Vascular complications of diabetes: Studies on NFAT
Diabetes-induced macro- and microvascular complications are the major cause of morbidity and mortality in diabetic patients. Based on current trends, the rising incidence of diabetes (expected to reach 380 million people worldwide by 2025), will undoubtedly equate to increased cardiovascular mortality. Despite the vast clinical experience linking diabetes, obesity and the metabolic syndrome to vascular disease, little is understood regarding the mechansims connecting hyperglycemia to atherosclerosis.
Thus, one objective of this study is to determine he role of the transcription factor NFAT (Nuclear Factor of Activated T-cells), which we recently identified as a novel glucose-sensor in the vascular wall, in diabetes-driven atherosclerosis; and to explore the potential benefit of therapeutic inhibition of NFAT activity.

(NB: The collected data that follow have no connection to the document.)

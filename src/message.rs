//! Message ↔ curve-point embedding (component B).
//!
//! Deterministic, reversible encoding of short byte strings as curve points
//! by the standard try-and-increment scheme: a one-byte counter is appended
//! to the (zero-padded) message and the result is tried as a compressed
//! point's x-coordinate until one of the two candidate sign variants lands
//! on the curve. Grounded on the teacher's `shuffling/data_structures.rs`
//! encode/decode pair, generalized from its fixed bn254-scalar embedding to
//! the try-and-increment search this crate's SEC1 encoding requires.

use ark_ff::PrimeField;

use crate::error::EncodingError;
use crate::group::{Curve, CurveConfig};

const MAX_COUNTER: u16 = 256;

fn field_byte_length() -> usize {
    (<crate::group::BaseField as PrimeField>::MODULUS_BIT_SIZE as usize).div_ceil(8)
}

/// Maximum number of message bytes admissible to [`encode`]: one field byte
/// reserved for the try-and-increment counter.
pub fn max_message_len() -> usize {
    field_byte_length() - 1
}

/// Encodes `msg` as a curve point via try-and-increment.
///
/// `msg` is right-padded with zero bytes to `max_message_len()`, then a
/// trailing counter byte `0..=255` is appended in turn until the resulting
/// `field_byte_length()`-byte string is a valid x-coordinate for either sign
/// variant of a compressed point. Fails with [`EncodingError::Exhausted`] if
/// no counter value works (probability roughly `2^-256`).
pub fn encode(msg: &[u8]) -> Result<Curve, EncodingError> {
    let max_len = max_message_len();
    if msg.len() > max_len {
        return Err(EncodingError::MessageTooLong(msg.len()));
    }

    let mut padded = vec![0u8; max_len];
    padded[..msg.len()].copy_from_slice(msg);

    for counter in 0..MAX_COUNTER {
        let mut candidate = vec![0x02u8];
        candidate.extend_from_slice(&padded);
        candidate.push(counter as u8);

        if let Ok(point) = crate::group::encoding::decode_point::<CurveConfig>(&candidate) {
            return Ok(point);
        }
        candidate[0] = 0x03;
        if let Ok(point) = crate::group::encoding::decode_point::<CurveConfig>(&candidate) {
            return Ok(point);
        }
    }
    Err(EncodingError::Exhausted)
}

/// Recovers the original message bytes from a point produced by [`encode`].
///
/// Reads the point's x-coordinate, strips the trailing counter byte, then
/// strips the zero padding `encode` added.
pub fn decode(point: &Curve) -> Vec<u8> {
    let encoded = crate::group::encoding::encode_point::<CurveConfig>(point);
    // encoded = [sign_byte, x-coordinate bytes (field_byte_length long)]
    let x_bytes = &encoded[1..];
    let without_counter = &x_bytes[..x_bytes.len() - 1];

    let end = without_counter
        .iter()
        .rposition(|b| *b != 0)
        .map(|idx| idx + 1)
        .unwrap_or(0);
    without_counter[..end].to_vec()
}

#[cfg(test)]
mod tests {
    use super::*;

    #[test]
    fn round_trips_short_message() {
        let msg = b"vote:A";
        let point = encode(msg).expect("encodes");
        assert_eq!(decode(&point), msg);
    }

    #[test]
    fn round_trips_empty_message() {
        let point = encode(b"").expect("encodes empty message");
        assert_eq!(decode(&point), Vec::<u8>::new());
    }

    #[test]
    fn round_trips_max_length_message() {
        let msg = vec![0xabu8; max_message_len()];
        let point = encode(&msg).expect("encodes max-length message");
        assert_eq!(decode(&point), msg);
    }

    #[test]
    fn rejects_overlong_message() {
        let msg = vec![0u8; max_message_len() + 1];
        let err = encode(&msg).unwrap_err();
        assert_eq!(err, EncodingError::MessageTooLong(max_message_len() + 1));
    }

    // ==================== Property-Based Tests ====================

    mod proptest_tests {
        use super::*;
        use proptest::prelude::*;

        // Messages ending in a zero byte are not admissible to the round-trip
        // law: `decode` strips trailing zero padding it cannot distinguish
        // from a caller's own trailing zero bytes (`spec.md` §4.B).
        fn arb_admissible_message() -> impl Strategy<Value = Vec<u8>> {
            prop::collection::vec(any::<u8>(), 0..max_message_len())
                .prop_filter("must not end in a zero byte", |msg| {
                    msg.last().map_or(true, |last| *last != 0)
                })
        }

        proptest! {
            #[test]
            fn decode_undoes_encode_for_any_admissible_message(msg in arb_admissible_message()) {
                let point = encode(&msg).expect("admissible message encodes");
                prop_assert_eq!(decode(&point), msg);
            }
        }
    }
}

Diabetes is also associated with complications of the microcirculation giving rise to the clinical features of retinopathy, nephropathy and neuropathy. Central to the development of vascular disease is endothelial dysfunction, which appears well before any clinical sign, but importantly is potentially reversible. It is currently believed that hyperglycemia induces microvascular damage probably through a single common pathway - increased intracellular oxidative stress - linking four major mechanisms, namely the polyol pathway, advanced glycation end-products (AGEs) formation, the protein kinase C (PKC)-diacylglycerol (DAG) and the hexosamine pathways. We would like to challenge this idea and propose that NFAT activation is a key event for development of microvascular complications, representing an additional link between hyperglycemia and microvascular damage.
Thus, a second objective of this study is to investigate if NFAT activation leads to early development of endothelial dysfunction and to examine the effects of NFAT blockade on the microvasculature.
Macro- and microvascular complications of dibetes impose an immense burden on the quality of life of patients and account for more than 10% of health costs in Europe. Therefore, efforts to prevent and/or limit progression of these devastating complications are well motivated.